Your assignment -
Find every line in the records below that contains the word "timeout", and copy each such line.

Records to use: Begin

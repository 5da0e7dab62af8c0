//! Murmur: realtime conversational session core.
//!
//! Connects to a realtime speech model over a peer connection, demultiplexes
//! its event stream into assistant text, user transcripts and tool calls,
//! runs tools on the model's behalf, and feeds background note context into
//! the open session.
//!
//! # Quick Start
//!
//! ```no_run
//! use std::sync::Arc;
//! use murmur::prelude::*;
//!
//! # async fn example(backend: MediaBackend) -> murmur::error::Result<()> {
//! let config = MurmurConfig::load()?;
//! let session = SessionController::builder()
//!     .backend(backend)
//!     .broker(Arc::new(HttpCredentialBroker::from_config(&config)))
//!     .tools(ToolExecutor::new().with_tool(Arc::new(ImageGenerationTool::from_config(&config))))
//!     .hooks(SessionHooks::new().on_text_done(|text| println!("{text}")))
//!     .config(config)
//!     .build();
//!
//! session.connect().await?;
//! let outcome = session.send_turn("Hello!", TurnOptions::default()).await?;
//! println!("{}", outcome.text);
//! session.disconnect();
//! # Ok(())
//! # }
//! ```

pub mod config;
pub mod credential;
pub mod error;
pub mod events;
pub mod http;
pub mod ingest;
pub mod prelude;
pub mod session;
pub mod tools;
pub mod transport;
pub mod util;
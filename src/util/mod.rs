//! Utility modules: retry and timeout.

pub mod retry;
pub mod timeout;
//! Tool registry that turns every outcome, panics included, into a result
//! the model can read.

use std::collections::HashMap;
use std::panic::AssertUnwindSafe;
use std::sync::Arc;

use futures::FutureExt;
use serde_json::{json, Value};

use super::arguments::ToolArguments;
use super::tool::Tool;
use super::types::RealtimeToolSchema;
use super::validation::validate_arguments;
use crate::error::MurmurError;

/// Error code relayed for calls naming no registered tool.
pub const UNKNOWN_TOOL: &str = "unknown_tool";

/// Result shape relayed back into the session:
/// `{ok: true, result}` or `{ok: false, error}`.
#[derive(Debug, Clone, PartialEq)]
pub enum ToolOutcome {
    Ok(Value),
    Err(String),
}

impl ToolOutcome {
    pub fn err(error: impl Into<String>) -> Self {
        Self::Err(error.into())
    }

    pub fn is_ok(&self) -> bool {
        matches!(self, Self::Ok(_))
    }

    pub fn error(&self) -> Option<&str> {
        match self {
            Self::Ok(_) => None,
            Self::Err(error) => Some(error),
        }
    }

    /// The wire shape relayed as the tool call's output.
    pub fn to_value(&self) -> Value {
        match self {
            Self::Ok(result) => json!({ "ok": true, "result": result }),
            Self::Err(error) => json!({ "ok": false, "error": error }),
        }
    }
}

/// Name-keyed set of tools available to a session.
#[derive(Clone, Default)]
pub struct ToolExecutor {
    tools: HashMap<String, Arc<dyn Tool>>,
}

impl ToolExecutor {
    pub fn new() -> Self {
        Self::default()
    }

    /// Register a tool, replacing any tool with the same name.
    pub fn register(&mut self, tool: Arc<dyn Tool>) -> &mut Self {
        self.tools.insert(tool.name().to_string(), tool);
        self
    }

    pub fn with_tool(mut self, tool: Arc<dyn Tool>) -> Self {
        self.register(tool);
        self
    }

    pub fn contains(&self, name: &str) -> bool {
        self.tools.contains_key(name)
    }

    pub fn is_empty(&self) -> bool {
        self.tools.is_empty()
    }

    /// Schemas of every registered tool, sorted by name.
    pub fn schemas(&self) -> Vec<RealtimeToolSchema> {
        let mut schemas: Vec<_> = self.tools.values().map(|tool| tool.schema()).collect();
        schemas.sort_by(|a, b| a.name.cmp(&b.name));
        schemas
    }

    /// Run a tool. Never fails: every error becomes an error outcome.
    pub async fn execute(&self, name: &str, arguments: Value) -> ToolOutcome {
        let Some(tool) = self.tools.get(name) else {
            return ToolOutcome::err(UNKNOWN_TOOL);
        };

        if let Err(message) = validate_arguments(&arguments, &tool.parameters().schema) {
            tracing::debug!(tool = name, %message, "Rejected tool arguments");
            return ToolOutcome::err(format!("invalid_arguments: {message}"));
        }

        let args = ToolArguments::new(arguments);
        let run = AssertUnwindSafe(tool.execute(&args)).catch_unwind().await;
        match run {
            Ok(Ok(result)) => ToolOutcome::Ok(result),
            Ok(Err(error)) => {
                tracing::warn!(tool = name, %error, "Tool execution failed");
                ToolOutcome::err(error_message(error))
            }
            Err(panic) => {
                let message = panic_message(panic.as_ref());
                tracing::error!(tool = name, %message, "Tool panicked");
                ToolOutcome::err(format!("tool_panicked: {message}"))
            }
        }
    }
}

impl std::fmt::Debug for ToolExecutor {
    fn fmt(&self, f: &mut std::fmt::Formatter<'_>) -> std::fmt::Result {
        let mut names: Vec<_> = self.tools.keys().collect();
        names.sort();
        f.debug_struct("ToolExecutor").field("tools", &names).finish()
    }
}

fn error_message(error: MurmurError) -> String {
    match error {
        MurmurError::ToolExecution { message, .. } => message,
        other => other.to_string(),
    }
}

fn panic_message(panic: &(dyn std::any::Any + Send)) -> String {
    if let Some(message) = panic.downcast_ref::<&str>() {
        (*message).to_string()
    } else if let Some(message) = panic.downcast_ref::<String>() {
        message.clone()
    } else {
        "unknown panic".to_string()
    }
}
//! Transport session: one peer connection carrying audio and a control channel.

pub mod peer;
pub mod playback;
pub mod session;
pub mod signaling;

pub use peer::{
    MediaDevices, MediaTrack, PeerConnection, PeerConnectionState, PeerEvent, PeerFactory,
    CONTROL_CHANNEL_LABEL,
};
pub use playback::{AudioOutput, AudioOutputFactory, PlaybackEvent, PlaybackOutcome};
pub use session::{MediaBackend, TransportEvent, TransportSession};
pub use signaling::{HttpSdpExchange, SdpExchange};

use serde::Serialize;
use strum::Display;

/// Media-layer lifecycle of one transport session.
#[derive(Debug, Clone, Copy, PartialEq, Eq, Hash, Display, Serialize)]
#[serde(rename_all = "snake_case")]
#[strum(serialize_all = "snake_case")]
pub enum TransportState {
    Disconnected,
    Negotiating,
    Connected,
    Failed,
}

/// Readiness of the control channel, tracked apart from [`TransportState`].
///
/// A transport can be `Connected` while its channel is still `Connecting`;
/// senders must wait for `Open`.
#[derive(Debug, Clone, Copy, PartialEq, Eq, Hash, Display, Serialize)]
#[serde(rename_all = "snake_case")]
#[strum(serialize_all = "snake_case")]
pub enum ChannelReadiness {
    Connecting,
    Open,
    Closed,
}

Records to use: End

Response below -
//! Utility modules: retry and timeout.
pub mod timeout;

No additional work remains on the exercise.